Et le jeune homme alla à un petit buffet duquel il tira des verres et une jolie bouteille de cognac.

À la vue de cette bouteille, Tonnerre lança un coup de coude dans les côtes de son compère, clignant de l’œil avec plaisir et dit :

— Attention, Maître Alpaca.

— J’admire la couleur de cette eau-de-vie ! murmura Alpaca, les yeux rivés sur la merveilleuse bouteille.

— Je lui rends à l’avance mille actions de grâces, et mille autres encore ! dit Tonnerre dont la figure rubiconde tournait au cramoisi.

Mme Fafard apporta l’eau et le sucre, et Pierre Lebon prépara la potion d’Henriette et la lui fit porter par la maîtresse de maison.

Puis il se tourna vers les deux compères, disant :

— Je devine pas mal, mes amis, ce qui s’est passé cette nuit. Mais je serais désireux d’en avoir tous les détails. Je vais vous verser à chacun un verre de cette liqueur, et je vous prierai de me faire le récit de ce que vous savez.

Les deux amis s’inclinèrent en silence,

Pierre les servit aussitôt leur verre de cognac.

— C’est du fameux ! remarqua Tonnerre en palpant son gosier.

— Ce n’est pas de la contrebande ! dit à son tour Alpaca en toussotant.

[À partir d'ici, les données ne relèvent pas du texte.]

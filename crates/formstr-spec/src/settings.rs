use schemars::JsonSchema;
use serde::{Deserialize, Serialize, Serializer};
use serde_json::{Map, Value};

use crate::ident::make_tag;

pub const DEFAULT_TITLE_IMAGE_URL: &str =
    "https://images.pexels.com/photos/733857/pexels-photo-733857.jpeg";
pub const DEFAULT_TITLE_BACKGROUND_COLOR: &str = "#f17124";
pub const DEFAULT_TITLE_TEXT_COLOR: &str = "#ffffff";
pub const DEFAULT_TITLE_TEXT_SIZE: f64 = 24.0;
pub const DEFAULT_TITLE_TEXT_X_OFFSET: f64 = 16.0;
pub const DEFAULT_TITLE_TEXT_Y_OFFSET: f64 = 10.0;
/// Settings keys backed by a typed `FormSettings` field.
const MODELED_KEYS: &[&str] = &[
    "titleImageUrl",
    "titleBackgroundType",
    "titleBackgroundColor",
    "titleTextSize",
    "titleTextColor",
    "titleTextXOffset",
    "titleTextYOffset",
    "showBanner",
    "description",
    "thankYouPage",
    "formId",
    "encryptForm",
    "viewKeyInUrl",
    "disallowAnonymous",
];

pub const DEFAULT_DESCRIPTION: &str = "This is the description, you can use markdown while editing it! tap anywhere on the form to edit, including this description.";

/// Which of the two banner backgrounds is shown.
#[derive(Debug, Clone, Copy, PartialEq, Eq, Default, Serialize, Deserialize, JsonSchema)]
#[serde(rename_all = "lowercase")]
pub enum BackgroundType {
    #[default]
    Image,
    Color,
}

impl BackgroundType {
    pub fn as_str(&self) -> &'static str {
        match self {
            BackgroundType::Image => "image",
            BackgroundType::Color => "color",
        }
    }
}

/// Presentation and publishing settings stored in the `settings` tag.
///
/// Both `title_image_url` and `title_background_color` are kept when inactive so
/// switching `title_background_type` back and forth restores the previous value.
#[derive(Debug, Clone, PartialEq, Serialize, Deserialize, JsonSchema)]
#[serde(default, rename_all = "camelCase")]
pub struct FormSettings {
    pub title_image_url: String,
    pub title_background_type: BackgroundType,
    pub title_background_color: String,
    #[serde(serialize_with = "compact_number")]
    #[schemars(with = "f64")]
    pub title_text_size: f64,
    pub title_text_color: String,
    #[serde(serialize_with = "compact_number")]
    #[schemars(with = "f64")]
    pub title_text_x_offset: f64,
    #[serde(serialize_with = "compact_number")]
    #[schemars(with = "f64")]
    pub title_text_y_offset: f64,
    pub show_banner: bool,
    pub description: String,
    pub thank_you_page: bool,
    pub form_id: String,
    pub encrypt_form: bool,
    pub view_key_in_url: bool,
    #[serde(skip_serializing_if = "Option::is_none")]
    pub disallow_anonymous: Option<bool>,
    /// Keys this version does not model; carried through untouched.
    #[serde(flatten)]
    pub extra: Map<String, Value>,
}

impl Default for FormSettings {
    /// Initial settings with an empty form id.
    fn default() -> Self {
        Self {
            title_image_url: DEFAULT_TITLE_IMAGE_URL.into(),
            title_background_type: BackgroundType::Image,
            title_background_color: DEFAULT_TITLE_BACKGROUND_COLOR.into(),
            title_text_size: DEFAULT_TITLE_TEXT_SIZE,
            title_text_color: DEFAULT_TITLE_TEXT_COLOR.into(),
            title_text_x_offset: DEFAULT_TITLE_TEXT_X_OFFSET,
            title_text_y_offset: DEFAULT_TITLE_TEXT_Y_OFFSET,
            show_banner: true,
            description: DEFAULT_DESCRIPTION.into(),
            thank_you_page: true,
            form_id: String::new(),
            encrypt_form: true,
            view_key_in_url: true,
            disallow_anonymous: None,
            extra: Map::new(),
        }
    }
}

impl FormSettings {
    /// Settings for a brand new form, with a fresh form id.
    pub fn initial() -> Self {
        Self {
            form_id: make_tag(6),
            ..Self::default()
        }
    }

    /// Overwrites exactly the fields set in `patch`.
    ///
    /// Keys in `patch.extra` that name a typed field update that field; typed
    /// patch fields win over them. Such keys never land in `extra`.
    pub fn apply(&mut self, mut patch: SettingsPatch) {
        for (key, value) in MODELED_KEYS
            .iter()
            .filter_map(|key| patch.extra.remove_entry(*key))
        {
            let single = Map::from_iter([(key.clone(), value)]);
            match serde_json::from_value::<SettingsPatch>(Value::Object(single)) {
                Ok(typed) => self.apply(typed),
                Err(err) => tracing::warn!(key = %key, error = %err, "ignoring mistyped setting"),
            }
        }

        let SettingsPatch {
            title_image_url,
            title_background_type,
            title_background_color,
            title_text_size,
            title_text_color,
            title_text_x_offset,
            title_text_y_offset,
            show_banner,
            description,
            thank_you_page,
            form_id,
            encrypt_form,
            view_key_in_url,
            disallow_anonymous,
            extra,
        } = patch;

        set_if_some(&mut self.title_image_url, title_image_url);
        set_if_some(&mut self.title_background_type, title_background_type);
        set_if_some(&mut self.title_background_color, title_background_color);
        set_if_some(&mut self.title_text_size, title_text_size);
        set_if_some(&mut self.title_text_color, title_text_color);
        set_if_some(&mut self.title_text_x_offset, title_text_x_offset);
        set_if_some(&mut self.title_text_y_offset, title_text_y_offset);
        set_if_some(&mut self.show_banner, show_banner);
        set_if_some(&mut self.description, description);
        set_if_some(&mut self.thank_you_page, thank_you_page);
        set_if_some(&mut self.form_id, form_id);
        set_if_some(&mut self.encrypt_form, encrypt_form);
        set_if_some(&mut self.view_key_in_url, view_key_in_url);
        if disallow_anonymous.is_some() {
            self.disallow_anonymous = disallow_anonymous;
        }
        self.extra.extend(extra);
    }

    /// Returns a copy with `patch` applied.
    pub fn merged(&self, patch: SettingsPatch) -> Self {
        let mut next = self.clone();
        next.apply(patch);
        next
    }
}

fn set_if_some<T>(slot: &mut T, value: Option<T>) {
    if let Some(value) = value {
        *slot = value;
    }
}

/// Partial settings update; `None` leaves the current value in place.
#[derive(Debug, Clone, Default, PartialEq, Serialize, Deserialize, JsonSchema)]
#[serde(default, rename_all = "camelCase")]
pub struct SettingsPatch {
    #[serde(skip_serializing_if = "Option::is_none")]
    pub title_image_url: Option<String>,
    #[serde(skip_serializing_if = "Option::is_none")]
    pub title_background_type: Option<BackgroundType>,
    #[serde(skip_serializing_if = "Option::is_none")]
    pub title_background_color: Option<String>,
    #[serde(skip_serializing_if = "Option::is_none")]
    pub title_text_size: Option<f64>,
    #[serde(skip_serializing_if = "Option::is_none")]
    pub title_text_color: Option<String>,
    #[serde(skip_serializing_if = "Option::is_none")]
    pub title_text_x_offset: Option<f64>,
    #[serde(skip_serializing_if = "Option::is_none")]
    pub title_text_y_offset: Option<f64>,
    #[serde(skip_serializing_if = "Option::is_none")]
    pub show_banner: Option<bool>,
    #[serde(skip_serializing_if = "Option::is_none")]
    pub description: Option<String>,
    #[serde(skip_serializing_if = "Option::is_none")]
    pub thank_you_page: Option<bool>,
    #[serde(skip_serializing_if = "Option::is_none")]
    pub form_id: Option<String>,
    #[serde(skip_serializing_if = "Option::is_none")]
    pub encrypt_form: Option<bool>,
    #[serde(skip_serializing_if = "Option::is_none")]
    pub view_key_in_url: Option<bool>,
    #[serde(skip_serializing_if = "Option::is_none")]
    pub disallow_anonymous: Option<bool>,
    #[serde(flatten)]
    pub extra: Map<String, Value>,
}

/// JavaScript-style truthiness used by the legacy defaulting rules.
pub fn is_truthy(value: Option<&Value>) -> bool {
    match value {
        None | Some(Value::Null) => false,
        Some(Value::Bool(flag)) => *flag,
        Some(Value::Number(number)) => number
            .as_f64()
            .is_some_and(|value| value != 0.0 && !value.is_nan()),
        Some(Value::String(text)) => !text.is_empty(),
        Some(Value::Array(_)) | Some(Value::Object(_)) => true,
    }
}

/// Fills in fields introduced after the first settings format.
///
/// Null values are dropped first so they count as missing.
pub fn normalize_legacy_settings(mut settings: Map<String, Value>) -> Map<String, Value> {
    settings.retain(|_, value| !value.is_null());

    if !is_truthy(settings.get("titleBackgroundType")) {
        let kind = if is_truthy(settings.get("titleImageUrl")) {
            BackgroundType::Image
        } else {
            BackgroundType::Color
        };
        settings.insert("titleBackgroundType".into(), Value::from(kind.as_str()));
    }

    if !is_truthy(settings.get("titleBackgroundColor")) {
        settings.insert(
            "titleBackgroundColor".into(),
            Value::from(DEFAULT_TITLE_BACKGROUND_COLOR),
        );
    }

    let size = legacy_text_size(settings.get("titleTextSize"));
    settings.insert("titleTextSize".into(), size);

    settings
        .entry("titleTextXOffset")
        .or_insert_with(|| Value::from(DEFAULT_TITLE_TEXT_X_OFFSET as i64));
    settings
        .entry("titleTextYOffset")
        .or_insert_with(|| Value::from(DEFAULT_TITLE_TEXT_Y_OFFSET as i64));
    settings
        .entry("showBanner")
        .or_insert_with(|| Value::Bool(true));

    settings
}

fn legacy_text_size(value: Option<&Value>) -> Value {
    match value {
        Some(Value::String(text)) if !text.is_empty() => Value::from(match text.as_str() {
            "small" => 18,
            "large" => 32,
            _ => 24,
        }),
        Some(other) if is_truthy(Some(other)) => other.clone(),
        _ => Value::from(DEFAULT_TITLE_TEXT_SIZE as i64),
    }
}

fn compact_number<S: Serializer>(value: &f64, serializer: S) -> Result<S::Ok, S::Error> {
    if value.fract() == 0.0 && value.abs() < i64::MAX as f64 {
        serializer.serialize_i64(*value as i64)
    } else {
        serializer.serialize_f64(*value)
    }
}
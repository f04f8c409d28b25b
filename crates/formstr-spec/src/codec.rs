use schemars::JsonSchema;
use serde::{Deserialize, Serialize};
use serde_json::{Map, Value};
use thiserror::Error;

use crate::access::{AccessList, partition_access};
use crate::field::Field;
use crate::settings::{FormSettings, normalize_legacy_settings};
use crate::tag::{Tag, kind};

/// Errors raised while encoding or decoding a form spec.
#[derive(Debug, Error)]
pub enum CodecError {
    #[error("settings tag is corrupt: {0}")]
    CorruptSettings(String),
    #[error("settings json error: {0}")]
    Json(#[from] serde_json::Error),
}

/// Input to decoding: a received spec plus key material carried beside it.
#[derive(Debug, Clone, PartialEq, Serialize, Deserialize, JsonSchema)]
#[serde(rename_all = "camelCase")]
pub struct FormInitData {
    pub spec: Vec<Tag>,
    pub id: String,
    #[serde(default, skip_serializing_if = "Option::is_none")]
    pub secret: Option<String>,
    #[serde(default, skip_serializing_if = "Option::is_none")]
    pub view_key: Option<String>,
}

/// Builder-ready form state recovered from a spec.
#[derive(Debug, Clone, PartialEq, Serialize, JsonSchema)]
#[serde(rename_all = "camelCase")]
pub struct DecodedForm {
    pub name: String,
    pub settings: FormSettings,
    pub fields: Vec<Field>,
    pub edit_list: AccessList,
    pub view_list: AccessList,
    pub secret_key: Option<String>,
    pub view_key: Option<String>,
}

/// Encodes a form as `d`, `name`, `settings`, then every question in order.
pub fn encode_form_spec(
    name: &str,
    settings: &FormSettings,
    questions: &[Field],
) -> Result<Vec<Tag>, CodecError> {
    let mut spec = Vec::with_capacity(questions.len() + 3);
    spec.push(Tag::new(kind::IDENTIFIER, [settings.form_id.as_str()]));
    spec.push(Tag::new(kind::NAME, [name]));
    spec.push(Tag::new(kind::SETTINGS, [serde_json::to_string(settings)?]));
    spec.extend(questions.iter().cloned().map(Tag::from));
    Ok(spec)
}

/// Decodes a spec, applying the legacy settings defaults.
///
/// The form id always comes from `form.id`, never from the `d` tag.
pub fn decode_form_spec(form: &FormInitData) -> Result<DecodedForm, CodecError> {
    let name = first_of(&form.spec, kind::NAME)
        .and_then(|tag| tag.get_str(1))
        .unwrap_or_default()
        .to_string();

    let raw_settings = parse_settings(first_of(&form.spec, kind::SETTINGS))?;
    let mut settings = resolve_settings(raw_settings)?;
    settings.form_id = form.id.clone();

    let fields = form
        .spec
        .iter()
        .filter(|tag| tag.is(kind::FIELD))
        .cloned()
        .map(Field::from_tag)
        .collect::<Vec<_>>();

    let (edit_list, view_list) = partition_access(&form.spec);

    tracing::debug!(
        form_id = %form.id,
        fields = fields.len(),
        editors = edit_list.len(),
        viewers = view_list.len(),
        "decoded form spec"
    );

    Ok(DecodedForm {
        name,
        settings,
        fields,
        edit_list,
        view_list,
        secret_key: form.secret.clone(),
        view_key: form.view_key.clone(),
    })
}

fn first_of<'a>(spec: &'a [Tag], wanted: &str) -> Option<&'a Tag> {
    spec.iter().find(|tag| tag.is(wanted))
}

fn parse_settings(tag: Option<&Tag>) -> Result<Map<String, Value>, CodecError> {
    let raw = match tag.and_then(|tag| tag.get(1)) {
        None => return Ok(Map::new()),
        Some(Value::String(raw)) if raw.is_empty() => return Ok(Map::new()),
        Some(Value::String(raw)) => raw,
        Some(other) => {
            return Err(CodecError::CorruptSettings(format!(
                "expected a json string payload, got {other}"
            )));
        }
    };

    match serde_json::from_str::<Value>(raw) {
        Ok(Value::Object(map)) => Ok(map),
        Ok(other) => Err(CodecError::CorruptSettings(format!(
            "expected a json object, got {other}"
        ))),
        Err(err) => Err(CodecError::CorruptSettings(err.to_string())),
    }
}

/// Applies the legacy defaults to a raw settings object and merges it over the
/// default settings; keys present in `raw` win.
pub fn resolve_settings(raw: Map<String, Value>) -> Result<FormSettings, CodecError> {
    let parsed = normalize_legacy_settings(raw);
    let mut merged = match serde_json::to_value(FormSettings::default())? {
        Value::Object(map) => map,
        _ => Map::new(),
    };
    merged.extend(parsed);
    serde_json::from_value(Value::Object(merged))
        .map_err(|err| CodecError::CorruptSettings(err.to_string()))
}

Et ce dernier se mit à faire le récit de leur aventure de la nuit.

Pierre fut émerveillé du courage de ces deux hommes, et il allait exprimer son admiration, lorsque Alpaca le prévint par ces paroles.

— Ah ! monsieur, nous oublions, Maître Tonnerre et moi, que nous avons une restitution à faire.

— Pardieu ! Maître Alapaca, fit Tonnerre, vous avez raison, j’avais oublié l’auto.

Pierre était plus étonné encore des noms étranges de ses deux hôtes.

— Et vous serez d’accord avec nous, cher monsieur, poursuivit Tonnerre, que cette restitution s’impose sans plus tarder. De sorte que…

— Un instant, dit Pierre qui comprit que les deux bizarres personnages allaient prendre congé. Je crois comprendre, suivant le récit que vous venez de me faire, que vous êtes tout à fait étrangers en cette ville, et que vous êtes aussi, sans vouloir vous offenser, croyez-moi, peu en harmonie avec le trésor de la Banque.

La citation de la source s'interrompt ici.